- [TRY IT] Print nothing but the lines below starting at the line that holds "let kept: HashSet<&str>" and ending at the line that holds "if count >= 1_000_000", including both, each exactly as written.

━━━━

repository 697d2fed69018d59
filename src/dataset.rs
//! Graph snapshot as supplied by the data-acquisition side.
//!
//! A dataset is the JSON document `{ "nodes": [...], "links": [...] }`. It is
//! consumed identically whether it came from the crawler backend or from the
//! bundled static file. Fields the backend precomputes (`pagerank`, `color`,
//! `mass`, velocities, link `weight`) are accepted and ignored.

use std::collections::HashSet;
use std::fmt;

use log::{info, warn};
use serde::Deserialize;
use thiserror::Error;

/// Fixed topic palette, in legend order.
pub const TOPICS: [Topic; 6] = [
	Topic::Gaming,
	Topic::Tech,
	Topic::Vlogs,
	Topic::Music,
	Topic::Education,
	Topic::News,
];

const COLORS: [&str; 6] = [
	"#FF4D4D", "#3B82F6", "#10B981", "#F59E0B", "#8B5CF6", "#EC4899",
];

/// Content category of a channel.
#[derive(Clone, Copy, Debug, PartialEq, Eq, Hash, Deserialize)]
pub enum Topic {
	/// Gaming channels.
	Gaming,
	/// Technology channels.
	Tech,
	/// Vlogs.
	Vlogs,
	/// Music channels.
	Music,
	/// Education channels.
	Education,
	/// News channels.
	News,
}

impl Topic {
	/// Topic assigned when the dataset leaves it out: the sum of the id's
	/// characters picks a palette slot.
	pub fn from_id(id: &str) -> Self {
		let sum: u64 = id.chars().map(|c| c as u64).sum();
		TOPICS[(sum % TOPICS.len() as u64) as usize]
	}

	/// Palette slot of this topic.
	pub fn index(self) -> usize {
		self as usize
	}

	/// Display color used by the canvas and the legend.
	pub fn color(self) -> &'static str {
		COLORS[self.index()]
	}

	/// Human readable topic name.
	pub fn name(self) -> &'static str {
		match self {
			Topic::Gaming => "Gaming",
			Topic::Tech => "Tech",
			Topic::Vlogs => "Vlogs",
			Topic::Music => "Music",
			Topic::Education => "Education",
			Topic::News => "News",
		}
	}

	/// Inverse of [`Topic::name`].
	pub fn parse(name: &str) -> Option<Self> {
		TOPICS.into_iter().find(|t| t.name() == name)
	}
}

impl fmt::Display for Topic {
	fn fmt(&self, f: &mut fmt::Formatter<'_>) -> fmt::Result {
		f.write_str(self.name())
	}
}

/// A channel in the recommendation graph.
#[derive(Clone, Debug, PartialEq, Deserialize)]
#[serde(from = "RawNode")]
pub struct GraphNode {
	/// Unique channel id.
	pub id: String,
	/// Display name.
	pub name: String,
	/// Content category.
	pub topic: Topic,
	/// Subscriber count, used for display and mass bucketing.
	pub subscribers: u64,
	/// Initial position, when the supplier already laid the node out.
	pub position: Option<(f64, f64)>,
}

#[derive(Deserialize)]
struct RawNode {
	id: String,
	#[serde(default, alias = "label", alias = "title")]
	name: Option<String>,
	#[serde(default)]
	topic: Option<Topic>,
	#[serde(default)]
	subscribers: u64,
	#[serde(default)]
	x: Option<f64>,
	#[serde(default)]
	y: Option<f64>,
}

impl From<RawNode> for GraphNode {
	fn from(raw: RawNode) -> Self {
		let topic = raw.topic.unwrap_or_else(|| Topic::from_id(&raw.id));
		let position = match (raw.x, raw.y) {
			(Some(x), Some(y)) if x.is_finite() && y.is_finite() => Some((x, y)),
			_ => None,
		};
		Self {
			name: raw.name.unwrap_or_else(|| raw.id.clone()),
			id: raw.id,
			topic,
			subscribers: raw.subscribers,
			position,
		}
	}
}

/// A "source recommends target" edge.
#[derive(Clone, Debug, PartialEq, Eq, Hash, Deserialize)]
pub struct GraphLink {
	/// Recommending channel id.
	pub source: String,
	/// Recommended channel id.
	pub target: String,
}

/// A complete graph snapshot.
#[derive(Clone, Debug, Default, PartialEq, Deserialize)]
pub struct GraphData {
	/// Channels, in supplier order.
	#[serde(default)]
	pub nodes: Vec<GraphNode>,
	/// Recommendations, in supplier order.
	#[serde(default)]
	pub links: Vec<GraphLink>,
}

/// Reasons a supplied dataset is rejected.
#[derive(Debug, Error)]
pub enum DatasetError {
	/// The document is not a valid `{ nodes, links }` JSON object.
	#[error("malformed dataset: {0}")]
	Json(#[from] serde_json::Error),
	/// Two nodes share an id.
	#[error("duplicate node id `{0}`")]
	DuplicateNode(String),
}

impl GraphData {
	/// Parse and validate a dataset. Duplicate links are dropped.
	pub fn from_json(json: &str) -> Result<Self, DatasetError> {
		let mut data: GraphData = serde_json::from_str(json)?;

		let mut ids = HashSet::with_capacity(data.nodes.len());
		for node in &data.nodes {
			if !ids.insert(node.id.as_str()) {
				return Err(DatasetError::DuplicateNode(node.id.clone()));
			}
		}

		let before = data.links.len();
		data.dedup_links();
		if data.links.len() < before {
			warn!("dropped {} duplicate links", before - data.links.len());
		}
		info!(
			"loaded dataset: {} nodes, {} links",
			data.nodes.len(),
			data.links.len()
		);
		Ok(data)
	}

	/// Remove repeated `(source, target)` pairs, keeping the first.
	pub fn dedup_links(&mut self) {
		let mut seen = HashSet::with_capacity(self.links.len());
		self.links
			.retain(|l| seen.insert((l.source.clone(), l.target.clone())));
	}

	/// Sub-dataset with only the nodes of `topic` and the links between them.
	/// `None` keeps everything.
	pub fn filter_topic(&self, topic: Option<Topic>) -> GraphData {
		let Some(topic) = topic else {
			return self.clone();
		};
		let nodes: Vec<GraphNode> = self
			.nodes
			.iter()
			.filter(|n| n.topic == topic)
			.cloned()
			.collect();
		let kept: HashSet<&str> = nodes.iter().map(|n| n.id.as_str()).collect();
		let links = self
			.links
			.iter()
			.filter(|l| kept.contains(l.source.as_str()) && kept.contains(l.target.as_str()))
			.cloned()
			.collect();
		GraphData { nodes, links }
	}

	/// Node count per topic, in palette order.
	pub fn topic_distribution(&self) -> [(Topic, usize); 6] {
		let mut counts = TOPICS.map(|t| (t, 0));
		for node in &self.nodes {
			counts[node.topic.index()].1 += 1;
		}
		counts
	}
}

/// Compact subscriber count: `12.3M`, `950.0K`, `999`.
pub fn format_subscribers(count: u64) -> String {
	if count >= 1_000_000 {
		format!("{:.1}M", count as f64 / 1_000_000.0)
	} else if count >= 1_000 {
		format!("{:.1}K", count as f64 / 1_000.0)
	} else {
		count.to_string()
	}
}

#[cfg(test)]
mod tests {
	use super::*;

	#[test]
	fn parses_backend_shape_and_ignores_precomputed_fields() {
		let json = r##"{
			"nodes": [
				{ "id": "a", "name": "Alpha", "topic": "Tech", "color": "#3B82F6",
				  "subscribers": 1200, "pagerank": 0.4, "normalizedRank": 1.0,
				  "mass": 5, "x": 10, "y": 20, "vx": 0, "vy": 0 },
				{ "id": "b", "label": "Beta" }
			],
			"links": [ { "source": "a", "target": "b", "weight": 2 } ]
		}"##;
		let data = GraphData::from_json(json).unwrap();
		assert_eq!(data.nodes.len(), 2);
		assert_eq!(data.nodes[0].topic, Topic::Tech);
		assert_eq!(data.nodes[0].position, Some((10.0, 20.0)));
		assert_eq!(data.nodes[1].name, "Beta");
		assert_eq!(data.nodes[1].topic, Topic::from_id("b"));
		assert_eq!(data.nodes[1].subscribers, 0);
		assert_eq!(data.nodes[1].position, None);
		assert_eq!(data.links.len(), 1);
	}

	#[test]
	fn rejects_duplicate_ids() {
		let json = r#"{ "nodes": [ { "id": "a" }, { "id": "a" } ], "links": [] }"#;
		match GraphData::from_json(json) {
			Err(DatasetError::DuplicateNode(id)) => assert_eq!(id, "a"),
			other => panic!("expected duplicate error, got {other:?}"),
		}
	}

	#[test]
	fn rejects_malformed_json() {
		assert!(matches!(
			GraphData::from_json("{ \"nodes\": 3 }"),
			Err(DatasetError::Json(_))
		));
	}

	#[test]
	fn drops_duplicate_links() {
		let json = r#"{
			"nodes": [ { "id": "a" }, { "id": "b" } ],
			"links": [
				{ "source": "a", "target": "b" },
				{ "source": "a", "target": "b" },
				{ "source": "b", "target": "a" }
			]
		}"#;
		let data = GraphData::from_json(json).unwrap();
		assert_eq!(data.links.len(), 2);
	}

	#[test]
	fn topic_filter_drops_dangling_links() {
		let json = r#"{
			"nodes": [
				{ "id": "a", "topic": "Music" },
				{ "id": "b", "topic": "Music" },
				{ "id": "c", "topic": "News" }
			],
			"links": [
				{ "source": "a", "target": "b" },
				{ "source": "a", "target": "c" }
			]
		}"#;
		let data = GraphData::from_json(json).unwrap();
		let music = data.filter_topic(Some(Topic::Music));
		assert_eq!(music.nodes.len(), 2);
		assert_eq!(music.links.len(), 1);
		assert_eq!(data.filter_topic(None), data);

		let dist = data.topic_distribution();
		assert_eq!(dist[Topic::Music.index()], (Topic::Music, 2));
		assert_eq!(dist[Topic::News.index()], (Topic::News, 1));
		assert_eq!(dist[Topic::Gaming.index()], (Topic::Gaming, 0));
	}

	#[test]
	fn topic_names_round_trip_through_the_palette() {
		for topic in TOPICS {
			assert_eq!(Topic::parse(topic.name()), Some(topic));
		}
		assert_eq!(Topic::Gaming.color(), "#FF4D4D");
		assert_eq!(Topic::News.color(), "#EC4899");
	}

	#[test]
	fn formats_subscriber_counts() {
		assert_eq!(format_subscribers(999), "999");
		assert_eq!(format_subscribers(950_000), "950.0K");
		assert_eq!(format_subscribers(12_345_678), "12.3M");
	}
}
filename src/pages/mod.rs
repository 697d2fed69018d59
pub mod home;
pub mod not_found;
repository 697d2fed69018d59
mod component;
mod interaction;
mod physics;
mod render;
mod state;
mod types;

pub use component::ForceGraphCanvas;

━━━━

- [ANSWER SECTION]
		let kept: HashSet<&str> = nodes.iter().map(|n| n.id.as_str()).collect();
		let links = self
			.links
			.iter()
			.filter(|l| kept.contains(l.source.as_str()) && kept.contains(l.target.as_str()))
			.cloned()
			.collect();
		GraphData { nodes, links }
	}

	/// Node count per topic, in palette order.
	pub fn topic_distribution(&self) -> [(Topic, usize); 6] {
		let mut counts = TOPICS.map(|t| (t, 0));
		for node in &self.nodes {
			counts[node.topic.index()].1 += 1;
		}
		counts
	}
}

/// Compact subscriber count: `12.3M`, `950.0K`, `999`.
pub fn format_subscribers(count: u64) -> String {
	if count >= 1_000_000 {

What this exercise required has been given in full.